Alternative Documentation

When precise mileage logs are unavailable, other records can help validate business-related vehicle expenses. Bank and credit card statements showing fuel purchases at regular intervals can demonstrate consistent vehicle use. If purchases align with a predictable work schedule, they can support a reasonable mileage estimate. Expense reports submitted to clients or employers, particularly those including travel reimbursements, may also serve as verification.

Business communications can further strengthen claims. Emails discussing travel plans, contracts specifying on-site obligations, or client invoices referencing in-person meetings contribute to a credible mileage estimate. A real estate agent might use property showing schedules, while a field technician could reference work orders detailing service calls. Cross-referencing these documents with other records helps establish business-related driving patterns.

Accounting software that tracks business expenses may contain travel-related entries. Some businesses use fleet management software or apps that monitor employee travel, generating reports to substantiate mileage claims. Even social media posts documenting business trips can serve as informal proof when combined with other records.

Potential Impact on Deductions

Without a well-documented mileage log, business vehicle expense deductions may be reduced. The IRS allows deductions based on either the standard mileage rate or actual expenses, but both require substantiation.

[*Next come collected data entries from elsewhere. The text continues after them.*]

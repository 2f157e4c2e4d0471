//! `similar`: neighbours of an item already in the catalog.

use anyhow::Result;
use clap::Args;
use serde_json::Value;
use tracing::info;

use super::{render_results, AppContext};

/// Arguments for the similar command.
#[derive(Args, Debug)]
pub struct SimilarArgs {
    /// Catalog identifier, e.g. a file name from Filenames.json
    #[arg(long)]
    pub id: String,

    /// Number of results (defaults to [ranking] default_k)
    #[arg(short, long)]
    pub k: Option<usize>,

    /// Include similarity scores in the output
    #[arg(long)]
    pub scores: bool,
}

pub fn run(args: &SimilarArgs, ctx: &AppContext) -> Result<Value> {
    let service = ctx.service()?;
    let k = args.k.unwrap_or_else(|| service.default_k());

    let results = service.similar_to(&args.id, k)?;
    info!("Found {} items similar to {}", results.len(), args.id);
    render_results(results, args.scores)
}
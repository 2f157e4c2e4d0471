//! `inspect`: catalog and encoder details.

use anyhow::Result;
use serde::Serialize;
use serde_json::Value;

use super::AppContext;

#[derive(Debug, Serialize)]
struct Summary {
    catalog_size: usize,
    dimension: usize,
    encoder: String,
    default_k: usize,
    vectors_path: String,
    identifiers_path: String,
}

pub fn run(ctx: &AppContext) -> Result<Value> {
    let service = ctx.service()?;
    let catalog = service
        .catalog()
        .ok_or(modaics_recommender::RecommendError::NotReady)?;
    let encoder = service
        .encoder()
        .ok_or(modaics_recommender::RecommendError::NotReady)?;

    let summary = Summary {
        catalog_size: catalog.size(),
        dimension: catalog.dimension(),
        encoder: encoder.model_name().to_string(),
        default_k: service.default_k(),
        vectors_path: ctx.config.catalog.vectors_path.display().to_string(),
        identifiers_path: ctx.config.catalog.identifiers_path.display().to_string(),
    };
    Ok(serde_json::to_value(summary)?)
}
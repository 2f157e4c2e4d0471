//! Error types for recommendation operations.
//!
//! # Error Categories
//!
//! | Category | Variants | When |
//! |----------|----------|------|
//! | Startup | CatalogLoad, ModelLoad, ConfigError, AlreadyInitialized | Service never reaches `Ready` |
//! | Per-request | Encoding, EmptyInput, DimensionMismatch, InvalidValue, NotReady, UnknownIdentifier, Timeout | Returned to the caller |
//! | Infrastructure | IoError | Either |
//!
//! Nothing in this crate retries. Transient failures surface once.

use std::path::PathBuf;

use thiserror::Error;

/// Recommendation-specific errors.
#[derive(Debug, Error)]
pub enum RecommendError {
    /// Catalog data failed to decode or validate.
    #[error("Failed to load catalog: {message}")]
    CatalogLoad { message: String },

    /// Encoder weights missing or unloadable.
    #[error("Failed to load encoder model from {}: {source}", path.display())]
    ModelLoad {
        path: PathBuf,
        #[source]
        source: Box<dyn std::error::Error + Send + Sync>,
    },

    /// Configuration could not be read or is invalid.
    #[error("Configuration error: {message}")]
    ConfigError { message: String },

    /// `initialize` called on a service that is already `Ready`.
    #[error("Recommendation service is already initialized")]
    AlreadyInitialized,

    /// Image could not be turned into a feature vector.
    #[error("Failed to encode image: {message}")]
    Encoding { message: String },

    /// Zero-length image input.
    #[error("Empty image input")]
    EmptyInput,

    /// Vector length disagrees with the catalog dimension.
    #[error("Dimension mismatch: expected {expected}, got {actual}")]
    DimensionMismatch { expected: usize, actual: usize },

    /// Non-finite component in a query vector.
    #[error("Invalid value at index {index}: {value}")]
    InvalidValue { index: usize, value: f32 },

    /// Query issued before the service reached `Ready`.
    #[error("Recommendation service is not ready")]
    NotReady,

    /// Identifier not present in the catalog.
    #[error("Unknown catalog identifier: {id}")]
    UnknownIdentifier { id: String },

    /// Caller deadline elapsed.
    #[error("Recommendation timed out after {timeout_ms}ms")]
    Timeout { timeout_ms: u64 },

    /// IO error.
    #[error("IO error: {0}")]
    IoError(#[from] std::io::Error),
}

impl RecommendError {
    /// True for errors that abort startup rather than fail a single request.
    #[must_use]
    pub fn is_startup(&self) -> bool {
        matches!(
            self,
            Self::CatalogLoad { .. }
                | Self::ModelLoad { .. }
                | Self::ConfigError { .. }
                | Self::AlreadyInitialized
        )
    }

    pub(crate) fn catalog(message: impl Into<String>) -> Self {
        Self::CatalogLoad {
            message: message.into(),
        }
    }

    pub(crate) fn encoding(message: impl Into<String>) -> Self {
        Self::Encoding {
            message: message.into(),
        }
    }
}

/// Result type for recommendation operations.
pub type RecommendResult<T> = Result<T, RecommendError>;
//! ResNet-50 feature extractor.
//!
//! The ImageNet-pretrained ResNet-50 with its classification head removed:
//! the global-average-pooled output of the last stage is the 2048D feature
//! vector.
//!
//! Weights are read from a `model.safetensors` file using torchvision/timm
//! tensor names (`conv1.weight`, `bn1.*`, `layer{1..4}.{i}.*`).

use std::fmt;
use std::path::{Path, PathBuf};

use candle_core::{DType, Device, Module, Tensor};
use candle_nn::{Func, VarBuilder};
use candle_transformers::models::resnet;
use tracing::{debug, error, info};

use crate::config::EncoderConfig;
use crate::error::{RecommendError, RecommendResult};
use crate::types::FeatureVector;

use super::constants::{RESNET50_DIMENSION, RESNET50_MODEL_NAME, WEIGHTS_FILE_NAME};
use super::image_processor::ImageProcessor;
use super::ImageEncoder;

/// ResNet-50 image encoder backed by candle.
///
/// The forward pass is reentrant; one instance can serve concurrent
/// requests.
pub struct ResNetEncoder {
    model: Func<'static>,
    device: Device,
    processor: ImageProcessor,
    weights_path: PathBuf,
}

impl ResNetEncoder {
    /// Load weights and preprocessing settings from `config`.
    ///
    /// # Errors
    /// - `ModelLoad` if the weights file is missing or cannot be mapped
    /// - `ModelLoad` if a GPU is requested but cannot be initialised
    pub fn load(config: &EncoderConfig) -> RecommendResult<Self> {
        let device = select_device(config.use_gpu, &config.model_path)?;
        let processor = ImageProcessor::new(config.resize_policy, config.resize_short_side);
        Self::load_from(&config.model_path, device, processor)
    }

    /// Load from an explicit weights path (file, or directory containing
    /// `model.safetensors`).
    pub fn load_from(
        model_path: &Path,
        device: Device,
        processor: ImageProcessor,
    ) -> RecommendResult<Self> {
        let weights_path = if model_path.is_dir() {
            model_path.join(WEIGHTS_FILE_NAME)
        } else {
            model_path.to_path_buf()
        };

        if !weights_path.exists() {
            error!("ResNet weights not found at {}", weights_path.display());
            return Err(RecommendError::ModelLoad {
                path: weights_path.clone(),
                source: Box::new(std::io::Error::new(
                    std::io::ErrorKind::NotFound,
                    format!("{} not found", weights_path.display()),
                )),
            });
        }

        let vb = unsafe {
            VarBuilder::from_mmaped_safetensors(&[&weights_path], DType::F32, &device).map_err(
                |e| {
                    error!("ResNet safetensors load failed: {}", e);
                    RecommendError::ModelLoad {
                        path: weights_path.clone(),
                        source: Box::new(e),
                    }
                },
            )?
        };

        let model =
            resnet::resnet50_no_final_layer(vb).map_err(|e| RecommendError::ModelLoad {
                path: weights_path.clone(),
                source: Box::new(e),
            })?;

        info!(
            "ResNetEncoder loaded from {} on {:?} (resize policy: {})",
            weights_path.display(),
            device,
            processor.policy()
        );

        Ok(Self {
            model,
            device,
            processor,
            weights_path,
        })
    }

    #[must_use]
    pub fn processor(&self) -> &ImageProcessor {
        &self.processor
    }

    #[must_use]
    pub fn weights_path(&self) -> &Path {
        &self.weights_path
    }

    fn forward(&self, pixels: Vec<f32>) -> candle_core::Result<Vec<f32>> {
        let size = self.processor.target_size() as usize;
        let input = Tensor::from_vec(pixels, (1, 3, size, size), &self.device)?;
        self.model
            .forward(&input)?
            .flatten_all()?
            .to_dtype(DType::F32)?
            .to_vec1::<f32>()
    }
}

fn select_device(use_gpu: bool, model_path: &Path) -> RecommendResult<Device> {
    if !use_gpu {
        return Ok(Device::Cpu);
    }
    Device::cuda_if_available(0).map_err(|e| {
        error!("GPU init failed: {}", e);
        RecommendError::ModelLoad {
            path: model_path.to_path_buf(),
            source: Box::new(e),
        }
    })
}

impl ImageEncoder for ResNetEncoder {
    fn encode(&self, image: &[u8]) -> RecommendResult<FeatureVector> {
        let pixels = self.processor.preprocess(image)?;

        let values = self.forward(pixels).map_err(|e| {
            error!("ResNet inference failed: {}", e);
            RecommendError::encoding(format!("inference failed: {}", e))
        })?;

        if values.len() != RESNET50_DIMENSION {
            return Err(RecommendError::encoding(format!(
                "backbone produced {} values, expected {}",
                values.len(),
                RESNET50_DIMENSION
            )));
        }

        let vector = FeatureVector::try_new(values)
            .map_err(|e| RecommendError::encoding(format!("backbone output rejected: {}", e)))?;
        debug!(norm = vector.l2_norm(), "Encoded image");
        Ok(vector)
    }

    fn dimension(&self) -> usize {
        RESNET50_DIMENSION
    }

    fn model_name(&self) -> &str {
        RESNET50_MODEL_NAME
    }
}

impl fmt::Debug for ResNetEncoder {
    fn fmt(&self, f: &mut fmt::Formatter<'_>) -> fmt::Result {
        f.debug_struct("ResNetEncoder")
            .field("weights_path", &self.weights_path)
            .field("device", &self.device)
            .field("processor", &self.processor)
            .finish_non_exhaustive()
    }
}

If records are incomplete or estimates appear inconsistent, the IRS may disallow portions of the deduction, requiring additional supporting evidence. This can be particularly problematic for self-employed individuals and small business owners who rely on vehicle expenses to offset taxable income.

Reconstructed mileage estimates often result in a more conservative deduction since indirect records replace precise documentation. Tax professionals typically recommend claiming the lowest reasonable estimate to reduce the risk of penalties if the IRS challenges the claim. For example, if a taxpayer believes they drove 10,000 miles for business but can only substantiate 7,500 through alternative documentation, claiming the lower amount minimizes potential tax liabilities. Overstating mileage without proper evidence could trigger accuracy-related penalties under Internal Revenue Code 6662, which imposes a 20% penalty on underpayments due to negligence or substantial understatement of income.

Audit Ramifications

Failing to maintain proper mileage records increases the likelihood of scrutiny if the IRS audits a return. Mileage deductions are frequently examined because they are often overstated or lack sufficient documentation. If audited, the IRS will request supporting evidence to verify business-related travel. Without a contemporaneous log, taxpayers must rely on reconstructed records and alternative documentation, which may not always meet IRS standards. Examiners will compare reported mileage with fuel purchases and business income to assess whether the claim is reasonable.

If the IRS finds discrepancies or considers the mileage estimate unreliable, it may reduce or deny the deduction. In cases of significant misreporting, additional penalties may apply. Under Internal Revenue Code 6662, taxpayers who underpay due to negligence or substantial misstatements face a 20% penalty on the underpaid amount. If the IRS determines the misstatement was intentional, fraud penalties under Internal Revenue Code 6663 could apply, leading to a 75% penalty on the portion of tax underpaid due to fraudulent intent. While criminal prosecution is rare, cases involving fabricated records or deliberate misrepresentation could result in legal consequences.